Juan Pablo Horcajada, Hospital del Mar, Barcelona

“These two drugs are coming to fill an important niche, because we had nothing until now. There are patients diagnosed in primary care who do not meet the criteria for hospitalization, but who are at risk of the disease subsequently progressing to very serious forms and even death. It was very frustrating for us,” explains Santiago Moreno, head of infectious diseases at Ramón y Cajal Hospital in Madrid. Experts believe that oral administration will help these treatments reach more people faster, as the first five days of symptoms are key. In this way, the two new treatments have a great advantage over other recently developed drugs.

Another category of treatment known as monoclonal antibodies has also shown some success. One is Evusheld from AstraZeneca, which the drug company claims has an efficacy rate of 88%, and which the EMA has been evaluating since October 14. The other is Ronapreve, developed by Regeneron and Roche, which has already received EMA authorization and is helping to treat patients who are already hospitalized in a serious condition and who lack their own defence against the coronavirus. “These antibodies are proteins that are artificially designed to attack a very specific part of the virus and nothing else, making them extremely safe and also effective,” Horcajada says.
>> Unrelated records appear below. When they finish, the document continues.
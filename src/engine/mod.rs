//! The incremental deformation engine.
//!
//! [`DeformationEngine::step`] performs the work of exactly one state and returns:
//! one Gaussian band, one uniformity band (the last one also classifies), or one
//! relaxation pass over the mesh. Only the first step (copying the source) and the
//! last uniformity step (histograms) read the whole volume; relaxation is
//! `O(vertices)`.

pub mod relax;
pub mod state;

pub use relax::{RelaxInputs, RelaxMethod, relax_pass};
pub use state::{DeformationPhase, DeformationState, StageOutcome};

use crate::classify::IntensityClassifier;
use crate::errors::SegmentationResult;
use crate::float_types::{Real, STAGE_BANDS};
use crate::gauss::{GaussianSmoother, band_range};
use crate::mesh::SeedMesh;
use crate::params::DeformationParams;
use crate::volume::{Intensity, VolumeBuffers, VolumeDims, statistics};
use nalgebra::Vector4;
use tracing::{debug, info, warn};

/// Whether the engine has more work to do.
#[derive(Debug, Clone, Copy, PartialEq, Eq)]
pub enum StepStatus {
    InProgress,
    Finished,
}

/// Owns every buffer of one segmentation run and the mesh being deformed.
#[derive(Debug)]
pub struct DeformationEngine<'a, T: Intensity> {
    volume: VolumeBuffers<'a, T>,
    mesh: SeedMesh,
    params: DeformationParams,
    state: DeformationState,
    /// Kernel of the smoothing stage, built on entry and dropped once
    /// classification has run.
    smoother: Option<GaussianSmoother>,
    classifier: IntensityClassifier,
    /// New vertex positions of the running pass, allocated on entry to relaxation.
    scratch: Vec<Vector4<Real>>,
    adjacency: Vec<Vec<u32>>,
    last_displacement: Option<Real>,
    /// How relaxation ended, once it has.
    termination: Option<StageOutcome>,
}

impl<'a, T: Intensity> DeformationEngine<'a, T> {
    /// Validate everything up front so that stepping can never fail.
    pub fn new(
        dims: VolumeDims,
        source: &'a [T],
        mesh: SeedMesh,
        params: DeformationParams,
    ) -> SegmentationResult<Self> {
        params.validate()?;
        let volume = VolumeBuffers::create(dims, source)?;
        mesh.validate()?;

        Ok(DeformationEngine {
            volume,
            mesh,
            params,
            state: DeformationState::NotStarted,
            smoother: None,
            classifier: IntensityClassifier::new(),
            scratch: Vec::new(),
            adjacency: Vec::new(),
            last_displacement: None,
            termination: None,
        })
    }

    pub const fn state(&self) -> DeformationState {
        self.state
    }

    pub const fn phase(&self) -> DeformationPhase {
        self.state.phase()
    }

    pub const fn is_finished(&self) -> bool {
        self.state.is_finished()
    }

    pub const fn mesh(&self) -> &SeedMesh {
        &self.mesh
    }

    /// Give the (deformed) mesh back to the caller.
    pub fn into_mesh(self) -> SeedMesh {
        self.mesh
    }

    pub const fn volume(&self) -> &VolumeBuffers<'a, T> {
        &self.volume
    }

    pub const fn classifier(&self) -> &IntensityClassifier {
        &self.classifier
    }

    pub const fn params(&self) -> &DeformationParams {
        &self.params
    }

    /// Number of reals held by the relaxation scratch buffer.
    pub fn scratch_len(&self) -> usize {
        self.scratch.len() * 4
    }

    /// Largest vertex displacement of the most recent relaxation pass.
    pub const fn last_displacement(&self) -> Option<Real> {
        self.last_displacement
    }

    /// `Converged` or `IterationCap` once relaxation has ended, `None` before.
    pub const fn termination(&self) -> Option<StageOutcome> {
        self.termination
    }

    /// Advance by one bounded unit of work. After `Finished` this is a no-op.
    pub fn step(&mut self, method: RelaxMethod) -> StepStatus {
        let dims = self.volume.dims();
        let source = self.volume.source();

        let outcome = match self.state {
            DeformationState::Finished => return StepStatus::Finished,
            DeformationState::NotStarted => {
                self.mesh.compute_vertex_normals();
                // kernel parameters are checked by `new`
                match GaussianSmoother::new(self.params.gauss_radius, self.params.gauss_sigma) {
                    Ok(smoother) => {
                        smoother.prime(source, &mut self.volume.smoothed);
                        self.smoother = Some(smoother);
                    },
                    Err(e) => warn!("Smoothing disabled: {}", e),
                }
                debug!(
                    "Starting deformation of {} vertices in a {}x{}x{} volume",
                    self.mesh.num_vertices(),
                    dims.nx,
                    dims.ny,
                    dims.nz
                );
                StageOutcome::Continue
            },
            DeformationState::PrepareGauss { band } => {
                let z_range = band_range(dims.nz, band, STAGE_BANDS);
                debug!("Smoothing band {} (z {:?})", band, z_range);
                if let Some(smoother) = &self.smoother {
                    smoother.smooth_band(source, dims, &mut self.volume.smoothed, z_range);
                }
                StageOutcome::Continue
            },
            DeformationState::PrepareUniformity { band } => {
                let z_range = band_range(dims.nz, band, STAGE_BANDS);
                debug!("Uniformity band {} (z {:?})", band, z_range);
                statistics::fill_band(
                    &self.volume.smoothed,
                    dims,
                    z_range,
                    &mut self.volume.uniformity,
                    &mut self.volume.gradient,
                );
                if band + 1 >= STAGE_BANDS {
                    self.finish_preparation();
                }
                StageOutcome::Continue
            },
            DeformationState::UpdateGeo { iteration } => self.relax(method, iteration),
        };

        let previous = self.state.phase();
        self.state = self.state.advance(outcome);
        if self.state.phase() != previous {
            debug!("Deformation {:?} -> {:?}", previous, self.state.phase());
        }

        if self.state.is_finished() {
            StepStatus::Finished
        } else {
            StepStatus::InProgress
        }
    }

    /// Classify the smoothed volume and release the smoothing scratch.
    fn finish_preparation(&mut self) {
        match self.classifier.classify(&self.volume.smoothed, self.volume.dims()) {
            Ok(c) => info!(
                "Classified volume: valley at {}, boundary curve over [{}, {}]",
                c.index_min_color, c.ind_black_left, c.ind_black_right
            ),
            Err(e) => warn!("Classification failed, relaxation runs unweighted: {}", e),
        }
        self.smoother = None;
    }

    fn relax(&mut self, method: RelaxMethod, iteration: usize) -> StageOutcome {
        if self.scratch.len() != self.mesh.num_vertices() {
            self.scratch = vec![Vector4::zeros(); self.mesh.num_vertices()];
            self.adjacency = self.mesh.vertex_adjacency();
        }

        let inputs = RelaxInputs {
            dims: self.volume.dims(),
            smoothed: &self.volume.smoothed,
            uniformity: &self.volume.uniformity,
            color_koefs: self.classifier.color_koefs(),
            color_probability: self.classifier.color_probability(),
            params: &self.params,
        };
        let (outcome, displacement) = relax_pass(
            method,
            &mut self.mesh,
            &self.adjacency,
            &mut self.scratch,
            &inputs,
            iteration,
        );
        self.last_displacement = Some(displacement);
        debug!(
            "Relaxation pass {} ({:?}) moved vertices by at most {:.4}",
            iteration, method, displacement
        );
        match outcome {
            StageOutcome::Converged => {
                info!("Relaxation converged after {} passes", iteration + 1)
            },
            StageOutcome::IterationCap => warn!(
                "Relaxation stopped at the cap of {} passes, last move {:.4}",
                self.params.max_iterations, displacement
            ),
            StageOutcome::Continue => {},
        }
        if outcome.ends_relaxation() {
            self.termination = Some(outcome);
        }
        outcome
    }
}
Jesús Sierra, a spokesperson for the Spanish Association of Hospital Pharmacy, points out that monoclonal antibodies “are also very important and effective when applied in the first five days, but they have two caveats.” The first is that they must be given intravenously in the hospital, and second that “they are drugs that replace the antibodies a vaccinated person has. Therefore, they were tested in the unvaccinated population older than 50 years. And this population is very small in Spain.”

In total, the EMA has approved, is evaluating or has informed Member States of more than a dozen treatments for the coronavirus. In addition to antivirals and monoclonal antibodies, there are immunosuppressants such as dexamethasone or tocilizumab. “What these drugs do is curb the body’s immune response when it’s excessive. From some point, between the fifth and seventh day of infection, the problem that endangers the patient’s life is the excessive response of their immune system, and these drugs are trying to stop that,” explains Horcajada.

The United States has already signed deals with Pfizer and Merck to purchase millions of these new treatments for its citizens, in behavior reminiscent of the Donald Trump administration’s hoarding of remdesivir. The US has now purchased 10 million courses of Paxlovid from Pfizer, at a price tag of $5.3 billion (€4.7 billion), and an additional 3.1 million courses from Merck’s Lagevrio for about $2.2 billion (€ 2 billion).

The final stages of development of both drugs have been accompanied by unprecedented announcements from the pharmaceutical giants. Merck said in October it will manufacture its new drug as a generic in the world’s 105 lowest-income countries, and Pfizer made the same announcement last week for its antiviral drug. None of the major vaccines currently on the market are allowed to be manufactured as generic drugs.